- _Problem to solve_:
Among the entries, find the lines with the string "assigned" and copy them.

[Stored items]
//! # Domain Model
//!
//! Request and response records exchanged with the ledger node.
//!
//! Wire format is JSON with snake_case keys; responses share the
//! `{code, msg, data}` envelope. A metadata record is signed once and never
//! mutated afterwards - any mutation invalidates its signature.

use serde::{de::DeserializeOwned, Deserialize, Serialize};
use std::collections::BTreeMap;

/// Usage license attached to a metadata record.
///
/// Both the type and the parameter mapping must be non-empty for a
/// submission to pass validation.
#[derive(Debug, Clone, Default, PartialEq, Eq, Serialize, Deserialize)]
pub struct License {
    /// License type identifier (e.g. "cc", "none")
    #[serde(rename = "type")]
    pub license_type: String,
    /// License parameters (non-empty mapping)
    #[serde(default, skip_serializing_if = "BTreeMap::is_empty")]
    pub parameters: BTreeMap<String, String>,
}

/// A metadata record registered on the ledger.
///
/// `dna` is the content-derived digest identifier assigned by the ledger;
/// `signature` is the owner's recoverable signature in 130-char hex.
#[derive(Debug, Clone, Default, PartialEq, Eq, Serialize, Deserialize)]
pub struct Metadata {
    /// Content-derived digest identifier
    #[serde(default, skip_serializing_if = "String::is_empty")]
    pub dna: String,
    /// Keccak-256 digest of the content, lowercase hex
    #[serde(default, skip_serializing_if = "String::is_empty")]
    pub content_hash: String,
    /// Owner's compressed public key, lowercase hex
    #[serde(default, skip_serializing_if = "String::is_empty")]
    pub public_key: String,
    /// Recoverable signature over the record, lowercase hex
    #[serde(default, skip_serializing_if = "String::is_empty")]
    pub signature: String,
    /// Usage license; required for registration
    #[serde(default, skip_serializing_if = "Option::is_none")]
    pub license: Option<License>,
    /// Creation timestamp as reported by the caller
    #[serde(default, skip_serializing_if = "String::is_empty")]
    pub created_at: String,
    /// DNA of the parent record, for derived content
    #[serde(default, skip_serializing_if = "String::is_empty")]
    pub parent_dna: String,
    /// Hash of the block the record landed in (set by the node)
    #[serde(default, skip_serializing_if = "String::is_empty")]
    pub block_hash: String,
    /// Height of the block the record landed in (set by the node)
    #[serde(default, skip_serializing_if = "Option::is_none")]
    pub block_height: Option<u64>,
    /// Free-form extension fields
    #[serde(default, skip_serializing_if = "BTreeMap::is_empty")]
    pub extra: BTreeMap<String, String>,
}

/// Request body for a block-hash membership check.
#[derive(Debug, Clone, PartialEq, Eq, Serialize, Deserialize)]
pub struct BlockHashCheckReq {
    /// Block hash to look up, lowercase hex
    pub block_hash: String,
    /// Expected height of that block
    pub block_height: u64,
}

/// Request body for account registration.
#[derive(Debug, Clone, Default, PartialEq, Eq, Serialize, Deserialize)]
pub struct RegisterAccountReq {
    /// Account public key (compressed, 66 hex chars)
    pub pub_key: String,
    /// Sub public keys authorized to sign on behalf of the account
    pub sub_pub_keys: Vec<String>,
    /// Recoverable signature proving key ownership
    pub signature: String,
}

/// Common `{code, msg, data}` response envelope.
#[derive(Debug, Clone, PartialEq, Eq, Serialize, Deserialize)]
pub struct NodeResponse<T> {
    /// Node status code ("200" on success)
    pub code: String,
    /// Human-readable status message
    #[serde(default)]
    pub msg: String,
    /// Operation payload, absent on failure
    #[serde(skip_serializing_if = "Option::is_none")]
    pub data: Option<T>,
}

impl<T: DeserializeOwned> NodeResponse<T> {
    /// Decode an envelope from a raw response body.
    pub fn from_json(body: &str) -> Result<Self, serde_json::Error> {
        serde_json::from_str(body)
    }
}

/// Payload of a successful metadata registration.
#[derive(Debug, Clone, Default, PartialEq, Eq, Serialize, Deserialize)]
pub struct MetadataSaveData {
    /// DNA assigned to the registered record
    pub dna: String,
}

/// Payload describing the chain tip.
#[derive(Debug, Clone, Default, PartialEq, Eq, Serialize, Deserialize)]
pub struct LatestBlockHash {
    /// Height of the newest block
    pub latest_block_height: u64,
    /// Hash of the newest block, lowercase hex
    pub latest_block_hash: String,
    /// Node-reported timestamp of the newest block
    #[serde(default)]
    pub latest_block_time: String,
}

/// Metadata lookup response.
pub type MetadataQueryResp = NodeResponse<Metadata>;
/// Metadata registration response.
pub type MetadataSaveResp = NodeResponse<MetadataSaveData>;
/// License lookup response.
pub type LicenseQueryResp = NodeResponse<License>;
/// Chain-tip lookup response.
pub type BlockHashQueryResp = NodeResponse<LatestBlockHash>;
/// Block-hash membership check response; payload shape is node-defined.
pub type BlockHashCheckResp = NodeResponse<serde_json::Value>;
/// Account registration response; payload shape is node-defined.
pub type RegisterAccountResp = NodeResponse<serde_json::Value>;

- _Answer to this task_:
/// `dna` is the content-derived digest identifier assigned by the ledger;
    /// DNA assigned to the registered record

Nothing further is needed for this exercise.